Katkins1 · 12/08/2014 22:23

Hello

I'm on the 'village' thread, but didn't want to bother anyone on there.
I'm really struggling, had a two month long psychotic episode, where I had home treatment and I'm now at outpatients with a CPN. I'm a lone parent- no family support, limited friends because I keep cancelling on them because I can't face going out. My DD was just away from me for 2 months, she stayed with friends. I feel so guilty and as though I'm such a bad Mum. I can't afford anything, am in lots of debt (on benefits- just graduated but can't work at the moment). I think I have depression now- need to sleep all of the time, absolutely exhausted (and I look it when I look in the mirror), think about death all of the time, and if I died no-one would find me for days except my DD. I wouldn't do anything to myself- but the thoughts are there. I'm in loads of debt and think every knock at the door is the baliffs (silly, I know as it's sort out able and most likely fairly easily), my alcholic ex wants to take me to court for access to DD (i stopped him seeing her because of his drinking). The court date is September 4th.

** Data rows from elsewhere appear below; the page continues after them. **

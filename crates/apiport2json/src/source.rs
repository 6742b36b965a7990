/// Document source for the breaking-change markdown files.
///
/// Checks the documentation repository out into a scoped temporary directory and lists
/// the markdown documents to convert.
use std::path::{Path, PathBuf};
use std::process::Command;

use tempfile::TempDir;
use tracing::{debug, info, warn};

use crate::error::AppError;

/// Anything able to produce a working tree for a repository location.
pub trait DocumentSource {
    fn checkout(&self, url: &str) -> Result<Checkout, AppError>;
}

/// A working tree living inside a temporary directory.
///
/// The directory is removed by [`Checkout::release`], or on drop if the checkout is
/// never released explicitly.
#[derive(Debug)]
pub struct Checkout {
    dir: TempDir,
    root: PathBuf,
}

impl Checkout {
    /// Wrap a working tree rooted at `root`, which must live inside `dir`.
    pub fn new(dir: TempDir, root: PathBuf) -> Self {
        Self { dir, root }
    }

    /// Root of the working tree.
    pub fn root(&self) -> &Path {
        &self.root
    }

    /// Recursively delete the temporary directory.
    ///
    /// Failures are logged and otherwise ignored.
    pub fn release(self) {
        let path = self.dir.path().to_path_buf();
        match self.dir.close() {
            Ok(()) => debug!(path = %path.display(), "removed checkout directory"),
            Err(e) => warn!(
                path = %path.display(),
                error = %e,
                "failed to remove checkout directory"
            ),
        }
    }
}

/// Create an empty temporary directory for a checkout.
pub fn temp_workspace() -> Result<TempDir, AppError> {
    tempfile::Builder::new()
        .prefix("apiport2json-")
        .tempdir()
        .map_err(|e| AppError::Source(format!("failed to create temporary directory: {e}")))
}

/// Clones repositories with the `git` executable.
#[derive(Debug, Clone)]
pub struct GitSource {
    git_bin: String,
    branch: Option<String>,
    depth: Option<u32>,
}

impl Default for GitSource {
    fn default() -> Self {
        Self::new("git")
    }
}

impl GitSource {
    pub fn new(git_bin: impl Into<String>) -> Self {
        Self {
            git_bin: git_bin.into(),
            branch: None,
            depth: None,
        }
    }

    /// Check out `branch` (a branch or tag name) instead of the default branch.
    pub fn with_branch(mut self, branch: Option<String>) -> Self {
        self.branch = branch;
        self
    }

    /// Limit the clone to the last `depth` commits.
    pub fn with_depth(mut self, depth: Option<u32>) -> Self {
        self.depth = depth;
        self
    }

    fn clone_into(&self, url: &str, dest: &Path) -> Result<(), AppError> {
        let mut cmd = Command::new(&self.git_bin);
        cmd.arg("clone").arg("--quiet");
        if let Some(depth) = self.depth {
            cmd.arg("--depth").arg(depth.to_string());
        }
        if let Some(branch) = &self.branch {
            cmd.arg("--branch").arg(branch);
        }
        cmd.arg(url).arg(dest);

        let output = cmd
            .output()
            .map_err(|e| AppError::Git(format!("failed to run {} clone: {e}", self.git_bin)))?;

        if !output.status.success() {
            let stderr = String::from_utf8_lossy(&output.stderr);
            return Err(AppError::Git(format!(
                "git clone of {url} failed: {}",
                stderr.trim()
            )));
        }

        Ok(())
    }
}

impl DocumentSource for GitSource {
    fn checkout(&self, url: &str) -> Result<Checkout, AppError> {
        let dir = temp_workspace()?;
        let root = dir.path().join("repo");
        info!(url, destination = %root.display(), "cloning document repository");
        // On failure `dir` is dropped here, which removes the partial clone.
        self.clone_into(url, &root)?;
        Ok(Checkout::new(dir, root))
    }
}

/// List the markdown documents directly inside `dir`, sorted by file name.
///
/// The document whose file stem equals `template_name` is skipped.
pub fn list_documents(dir: &Path, template_name: &str) -> Result<Vec<PathBuf>, AppError> {
    let entries = std::fs::read_dir(dir)
        .map_err(|e| AppError::Source(format!("failed to list {}: {e}", dir.display())))?;

    let mut documents = Vec::new();
    for entry in entries {
        let entry = entry
            .map_err(|e| AppError::Source(format!("failed to list {}: {e}", dir.display())))?;
        let path = entry.path();
        if !path.is_file() || path.extension().and_then(|e| e.to_str()) != Some("md") {
            continue;
        }
        if path.file_stem().and_then(|s| s.to_str()) == Some(template_name) {
            debug!(path = %path.display(), "skipping template document");
            continue;
        }
        documents.push(path);
    }

    documents.sort_by(|a, b| a.file_name().cmp(&b.file_name()));
    Ok(documents)
}

#[cfg(test)]
mod tests {
    use super::*;

    fn touch(dir: &Path, name: &str) {
        std::fs::write(dir.join(name), "## 1: x\n").unwrap();
    }

    #[test]
    fn test_list_documents_skips_template_and_other_files() {
        let dir = TempDir::new().unwrap();
        touch(dir.path(), "b.md");
        touch(dir.path(), "! Template.md");
        touch(dir.path(), "a.md");
        touch(dir.path(), "README.txt");
        std::fs::create_dir(dir.path().join("nested")).unwrap();
        touch(&dir.path().join("nested"), "c.md");

        let documents = list_documents(dir.path(), "! Template").unwrap();
        let names: Vec<_> = documents
            .iter()
            .map(|p| p.file_name().unwrap().to_string_lossy().into_owned())
            .collect();
        assert_eq!(names, vec!["a.md", "b.md"]);
    }

    #[test]
    fn test_list_documents_missing_directory() {
        let dir = TempDir::new().unwrap();
        let err = list_documents(&dir.path().join("docs"), "! Template").unwrap_err();
        assert!(matches!(err, AppError::Source(_)));
    }

    #[test]
    fn test_release_removes_directory() {
        let dir = temp_workspace().unwrap();
        let path = dir.path().to_path_buf();
        std::fs::create_dir_all(path.join("repo/docs")).unwrap();
        touch(&path.join("repo/docs"), "a.md");

        let checkout = Checkout::new(dir, path.join("repo"));
        assert!(checkout.root().exists());
        checkout.release();
        assert!(!path.exists());
    }

    #[test]
    fn test_missing_git_binary_is_git_error() {
        let source = GitSource::new("definitely-not-a-git-binary");
        let err = source.checkout("https://example.invalid/repo.git").err().unwrap();
        assert!(matches!(err, AppError::Git(_)), "{err}");
    }

    #[test]
    fn test_clone_local_repository() {
        let git_available = Command::new("git")
            .arg("--version")
            .output()
            .is_ok_and(|o| o.status.success());
        if !git_available {
            eprintln!("skipping test_clone_local_repository: git not available");
            return;
        }

        let origin = TempDir::new().unwrap();
        let git = |args: &[&str]| {
            let status = Command::new("git")
                .args(["-c", "user.name=test", "-c", "user.email=test@example.com"])
                .args(args)
                .current_dir(origin.path())
                .output()
                .unwrap()
                .status;
            assert!(status.success(), "git {args:?} failed");
        };
        git(&["init", "--quiet"]);
        std::fs::create_dir_all(origin.path().join("docs/BreakingChanges")).unwrap();
        touch(&origin.path().join("docs/BreakingChanges"), "Example.md");
        git(&["add", "."]);
        git(&["commit", "--quiet", "-m", "initial"]);

        let url = origin.path().to_string_lossy().into_owned();
        let checkout = GitSource::default().checkout(&url).unwrap();
        let documents =
            list_documents(&checkout.root().join("docs/BreakingChanges"), "! Template").unwrap();
        assert_eq!(documents.len(), 1);
        checkout.release();

        let err = GitSource::default()
            .checkout(&origin.path().join("missing").to_string_lossy())
            .err()
            .unwrap();
        assert!(matches!(err, AppError::Git(_)), "{err}");
    }
}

I look in the mirror and hate what I see, hate what I've done to my DD, hate that I can barely wake up in the mornings, that I've screwed my life up trying so hard to get my degree (I got a first, had psychosis and depression in the last 6 months of it), my house is a tip because I started redecorating before I got unwell, I've got something like grandular fever and my DD is lovely and so well behaved but has played up constantly today and worn me out.

I'm on 100mg setraline and 80mg of propanol (as needed) for anxiety, but my whole body aches (I've had this for ages, just everything aching...especially my arms and legs, I think it's to do with depression). I'm just about keeping going, but I'm not sure how much more I can take. Don't know why I'm posting, just needing company I guess.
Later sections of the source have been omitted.